use std::fs;
use std::path::{Path, PathBuf};

use directories::ProjectDirs;
use figment::{
    providers::{Env, Format, Serialized, Toml},
    Figment,
};
use serde::{Deserialize, Serialize};

use crate::error::OrphanSweepError;
use crate::hash::HashAlgorithm;

#[derive(Serialize, Deserialize, Debug, Clone)]
pub struct LoggingConfig {
    pub level: String,
}

impl LoggingConfig {
    const LOG_LEVELS: [&str; 5] = ["error", "warn", "info", "debug", "trace"];
    const DEFAULT_LEVEL: &str = "info";

    fn default() -> Self {
        LoggingConfig {
            level: Self::DEFAULT_LEVEL.to_string(),
        }
    }

    fn ensure_valid(&mut self) {
        let str_original = self.level.clone();
        self.level = self.level.trim().to_ascii_lowercase();
        if !Self::LOG_LEVELS.contains(&self.level.as_str()) {
            eprintln!(
                "Config error: log level of '{}' is invalid - using default of '{}'",
                str_original,
                Self::DEFAULT_LEVEL
            );
            self.level = Self::DEFAULT_LEVEL.to_owned();
        }
    }
}

#[derive(Serialize, Deserialize, Debug, Clone)]
pub struct RemoteConfig {
    /// JSON snapshot of the daemon's torrent table, exported out of band.
    pub snapshot_file: PathBuf,
    /// Base folder for torrent payloads as the daemon sees it.
    pub base_folder: String,
    /// Identifies the daemon in scan records, e.g. "user@host:port".
    pub host: String,
    /// Label the daemon's auto-remove plugin acts on.
    pub autoremove_label: String,
}

impl RemoteConfig {
    fn default() -> Self {
        RemoteConfig {
            snapshot_file: PathBuf::from("daemon_snapshot.json"),
            base_folder: "/downloads".to_string(),
            host: "localhost".to_string(),
            autoremove_label: "othercat".to_string(),
        }
    }

    fn ensure_valid(&mut self) -> Result<(), OrphanSweepError> {
        if self.autoremove_label.trim().is_empty() {
            return Err(OrphanSweepError::ConfigError(
                "remote.autoremove_label must not be empty".to_string(),
            ));
        }
        Ok(())
    }
}

#[derive(Serialize, Deserialize, Debug, Clone)]
pub struct FoldersConfig {
    pub torrent_folder: PathBuf,
    pub media_folder: PathBuf,
}

impl FoldersConfig {
    fn default() -> Self {
        FoldersConfig {
            torrent_folder: PathBuf::from("/data/torrents"),
            media_folder: PathBuf::from("/data/media"),
        }
    }

    fn ensure_valid(&self) -> Result<(), OrphanSweepError> {
        Self::require_dir("folders.torrent_folder", &self.torrent_folder)?;
        Self::require_dir("folders.media_folder", &self.media_folder)?;
        Ok(())
    }

    fn require_dir(field: &str, path: &Path) -> Result<(), OrphanSweepError> {
        if !path.exists() {
            return Err(OrphanSweepError::ConfigError(format!(
                "{} does not exist: {}",
                field,
                path.display()
            )));
        }
        if !path.is_dir() {
            return Err(OrphanSweepError::ConfigError(format!(
                "{} is not a directory: {}",
                field,
                path.display()
            )));
        }
        Ok(())
    }
}

#[derive(Debug, Clone, Copy, PartialEq, Eq)]
pub enum CacheBackend {
    Sqlite,
    Json,
}

#[derive(Serialize, Deserialize, Debug, Clone)]
pub struct ScanConfig {
    pub min_file_size_mb: u64,
    pub extensions_blacklist: Vec<String>,
    pub subfolders_blacklist: Vec<String>,
    cache_backend: String,
    pub cache_flush_interval: usize,
    hash: String,
}

impl ScanConfig {
    const CACHE_BACKENDS: [&str; 2] = ["sqlite", "json"];
    const BACKEND_SQLITE: &str = "sqlite";

    const HASH_FUNCS: [&str; 2] = ["xxh64", "md5"];
    const HASH_XXH64: &str = "xxh64";

    pub fn cache_backend(&self) -> CacheBackend {
        match self.cache_backend.as_str() {
            "json" => CacheBackend::Json,
            _ => CacheBackend::Sqlite,
        }
    }

    pub fn hash_algorithm(&self) -> HashAlgorithm {
        // "hash" always holds a validated value; anything unexpected is
        // treated as the current default rather than panicking.
        match self.hash.as_str() {
            "md5" => HashAlgorithm::Md5,
            _ => HashAlgorithm::Xxh64,
        }
    }

    pub fn min_file_size_bytes(&self) -> u64 {
        self.min_file_size_mb * 1024 * 1024
    }

    fn default() -> Self {
        ScanConfig {
            min_file_size_mb: 10,
            extensions_blacklist: [
                ".nfo", ".srt", ".jpg", ".sfv", ".txt", ".png", ".sub", ".torrent",
                ".plexmatch", ".m3u", ".json", ".webp", ".jpeg", ".obj", ".ini",
                ".dtshd", ".invalid",
            ]
            .iter()
            .map(|s| s.to_string())
            .collect(),
            subfolders_blacklist: ["music", "ebooks", "courses"]
                .iter()
                .map(|s| s.to_string())
                .collect(),
            cache_backend: Self::BACKEND_SQLITE.to_owned(),
            cache_flush_interval: 25,
            hash: Self::HASH_XXH64.to_owned(),
        }
    }

    fn ensure_valid(&mut self) {
        let mut str_original = self.cache_backend.clone();
        self.cache_backend = self.cache_backend.trim().to_ascii_lowercase();
        if !Self::CACHE_BACKENDS.contains(&self.cache_backend.as_str()) {
            eprintln!(
                "Config error: cache backend of '{}' is invalid - using default of '{}'",
                str_original,
                Self::BACKEND_SQLITE
            );
            self.cache_backend = Self::BACKEND_SQLITE.to_owned();
        }

        str_original = self.hash.clone();
        self.hash = self.hash.trim().to_ascii_lowercase();
        if !Self::HASH_FUNCS.contains(&self.hash.as_str()) {
            eprintln!(
                "Config error: hash of '{}' is invalid - using default of '{}'",
                str_original,
                Self::HASH_XXH64
            );
            self.hash = Self::HASH_XXH64.to_owned();
        }

        if self.cache_flush_interval == 0 {
            self.cache_flush_interval = 1;
        }

        self.extensions_blacklist = self
            .extensions_blacklist
            .iter()
            .map(|e| e.trim().to_ascii_lowercase())
            .filter(|e| !e.is_empty())
            .collect();
        self.subfolders_blacklist = self
            .subfolders_blacklist
            .iter()
            .map(|s| s.trim().to_string())
            .filter(|s| !s.is_empty())
            .collect();
    }
}

#[derive(Serialize, Deserialize, Debug, Clone)]
pub struct ReportsConfig {
    /// Optional file the scan report is appended to.
    #[serde(skip_serializing_if = "Option::is_none")]
    pub file: Option<PathBuf>,
}

impl ReportsConfig {
    fn default() -> Self {
        ReportsConfig { file: None }
    }
}

#[derive(Serialize, Deserialize, Debug, Clone)]
pub struct RetentionConfig {
    pub consecutive_scans_threshold: u32,
    pub days_threshold: i64,
    pub relabel_delay_days: i64,
}

impl RetentionConfig {
    fn default() -> Self {
        RetentionConfig {
            consecutive_scans_threshold: 7,
            days_threshold: 7,
            relabel_delay_days: 7,
        }
    }

    fn ensure_valid(&self) -> Result<(), OrphanSweepError> {
        if self.consecutive_scans_threshold == 0 {
            return Err(OrphanSweepError::ConfigError(
                "retention.consecutive_scans_threshold must be at least 1".to_string(),
            ));
        }
        if self.days_threshold < 0 || self.relabel_delay_days < 0 {
            return Err(OrphanSweepError::ConfigError(
                "retention day thresholds must not be negative".to_string(),
            ));
        }
        Ok(())
    }
}

#[derive(Serialize, Deserialize, Debug, Clone)]
pub struct DatabaseConfig {
    pub path: PathBuf,
}

impl DatabaseConfig {
    fn default() -> Self {
        let path = ProjectDirs::from("", "", "orphansweep")
            .map(|dirs| dirs.data_local_dir().join("orphansweep.db"))
            .unwrap_or_else(|| PathBuf::from("orphansweep.db"));
        DatabaseConfig { path }
    }

    fn ensure_valid(&self) -> Result<(), OrphanSweepError> {
        if let Some(parent) = self.path.parent() {
            if !parent.as_os_str().is_empty() && !parent.exists() {
                fs::create_dir_all(parent).map_err(|e| {
                    OrphanSweepError::ConfigError(format!(
                        "cannot create database directory {}: {}",
                        parent.display(),
                        e
                    ))
                })?;
            }
        }
        Ok(())
    }
}

#[derive(Serialize, Deserialize, Debug, Clone)]
pub struct Config {
    pub logging: LoggingConfig,
    pub remote: RemoteConfig,
    pub folders: FoldersConfig,
    pub database: DatabaseConfig,
    pub scan: ScanConfig,
    pub reports: ReportsConfig,
    pub retention: RetentionConfig,
}

impl Config {
    pub fn default_config_path() -> PathBuf {
        ProjectDirs::from("", "", "orphansweep")
            .map(|dirs| dirs.data_local_dir().join("config.toml"))
            .unwrap_or_else(|| PathBuf::from("config.toml"))
    }

    fn defaults() -> Self {
        Config {
            logging: LoggingConfig::default(),
            remote: RemoteConfig::default(),
            folders: FoldersConfig::default(),
            database: DatabaseConfig::default(),
            scan: ScanConfig::default(),
            reports: ReportsConfig::default(),
            retention: RetentionConfig::default(),
        }
    }

    /// Load configuration from a TOML file merged with `ORPHANSWEEP_*`
    /// environment overrides. Writes the default config to disk if no file
    /// exists yet. Validation problems with paths or thresholds are a
    /// single fatal startup error.
    pub fn load(config_path: Option<&Path>) -> Result<Self, OrphanSweepError> {
        let config_path = config_path
            .map(Path::to_path_buf)
            .unwrap_or_else(Self::default_config_path);

        let default_config = Self::defaults();

        if !config_path.exists() {
            if let Some(parent) = config_path.parent() {
                if !parent.as_os_str().is_empty() {
                    if let Err(e) = fs::create_dir_all(parent) {
                        eprintln!(
                            "Failed to create configuration directory {}: {}",
                            parent.display(),
                            e
                        );
                    }
                }
            }
            match toml::to_string_pretty(&default_config) {
                Ok(toml_string) => {
                    if let Err(e) = fs::write(&config_path, toml_string) {
                        eprintln!(
                            "Failed to write default config to {}: {}",
                            config_path.display(),
                            e
                        );
                    }
                }
                Err(_) => eprintln!("Failed to serialize default config."),
            }
        }

        let figment = Figment::from(Serialized::defaults(default_config))
            .merge(Toml::file(&config_path))
            .merge(Env::prefixed("ORPHANSWEEP_").split("__"));

        let mut config: Config = figment.extract().map_err(|err| {
            OrphanSweepError::ConfigError(format!(
                "could not load config file {}: {}",
                config_path.display(),
                err
            ))
        })?;

        config.ensure_valid()?;

        Ok(config)
    }

    fn ensure_valid(&mut self) -> Result<(), OrphanSweepError> {
        self.logging.ensure_valid();
        self.scan.ensure_valid();
        self.remote.ensure_valid()?;
        self.folders.ensure_valid()?;
        self.database.ensure_valid()?;
        self.retention.ensure_valid()?;
        Ok(())
    }
}

#[cfg(test)]
mod tests {
    use super::*;
    use figment::Jail;

    fn write_valid_config(jail: &mut Jail) -> PathBuf {
        jail.create_dir("torrents").unwrap();
        jail.create_dir("media").unwrap();
        jail.create_file(
            "config.toml",
            r#"
                [logging]
                level = "debug"

                [remote]
                snapshot_file = "snapshot.json"
                base_folder = "/downloads"
                host = "deluge@seedbox:58846"
                autoremove_label = "othercat"

                [folders]
                torrent_folder = "torrents"
                media_folder = "media"

                [database]
                path = "orphansweep.db"

                [scan]
                min_file_size_mb = 1
                extensions_blacklist = [".NFO", " .srt "]
                subfolders_blacklist = ["music"]
                cache_backend = "SQLite"
                cache_flush_interval = 5
                hash = "xxh64"

                [retention]
                consecutive_scans_threshold = 3
                days_threshold = 2
                relabel_delay_days = 1
            "#,
        )
        .unwrap();
        PathBuf::from("config.toml")
    }

    #[test]
    fn test_load_valid_config() {
        Jail::expect_with(|jail| {
            let path = write_valid_config(jail);
            let config = Config::load(Some(&path)).expect("config should load");
            assert_eq!(config.logging.level, "debug");
            assert_eq!(config.scan.cache_backend(), CacheBackend::Sqlite);
            assert_eq!(config.scan.hash_algorithm(), HashAlgorithm::Xxh64);
            // blacklist entries are trimmed and lowercased
            assert!(config.scan.extensions_blacklist.contains(&".nfo".to_string()));
            assert!(config.scan.extensions_blacklist.contains(&".srt".to_string()));
            assert_eq!(config.retention.consecutive_scans_threshold, 3);
            Ok(())
        });
    }

    #[test]
    fn test_invalid_log_level_falls_back() {
        Jail::expect_with(|jail| {
            let path = write_valid_config(jail);
            jail.set_env("ORPHANSWEEP_LOGGING__LEVEL", "verbose");
            let config = Config::load(Some(&path)).expect("config should load");
            assert_eq!(config.logging.level, "info");
            Ok(())
        });
    }

    #[test]
    fn test_missing_folder_is_fatal() {
        Jail::expect_with(|jail| {
            let path = write_valid_config(jail);
            jail.set_env("ORPHANSWEEP_FOLDERS__TORRENT_FOLDER", "does-not-exist");
            let result = Config::load(Some(&path));
            assert!(matches!(result, Err(OrphanSweepError::ConfigError(_))));
            Ok(())
        });
    }

    #[test]
    fn test_zero_scan_threshold_is_fatal() {
        Jail::expect_with(|jail| {
            let path = write_valid_config(jail);
            jail.set_env("ORPHANSWEEP_RETENTION__CONSECUTIVE_SCANS_THRESHOLD", "0");
            let result = Config::load(Some(&path));
            assert!(matches!(result, Err(OrphanSweepError::ConfigError(_))));
            Ok(())
        });
    }
}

→ YOUR OBJECTIVE: Go through the records and show every line with the string "DatabaseConfig" in it.

→ RESPONSE BELOW:
pub struct DatabaseConfig {
impl DatabaseConfig {
        DatabaseConfig { path }
    pub database: DatabaseConfig,
            database: DatabaseConfig::default(),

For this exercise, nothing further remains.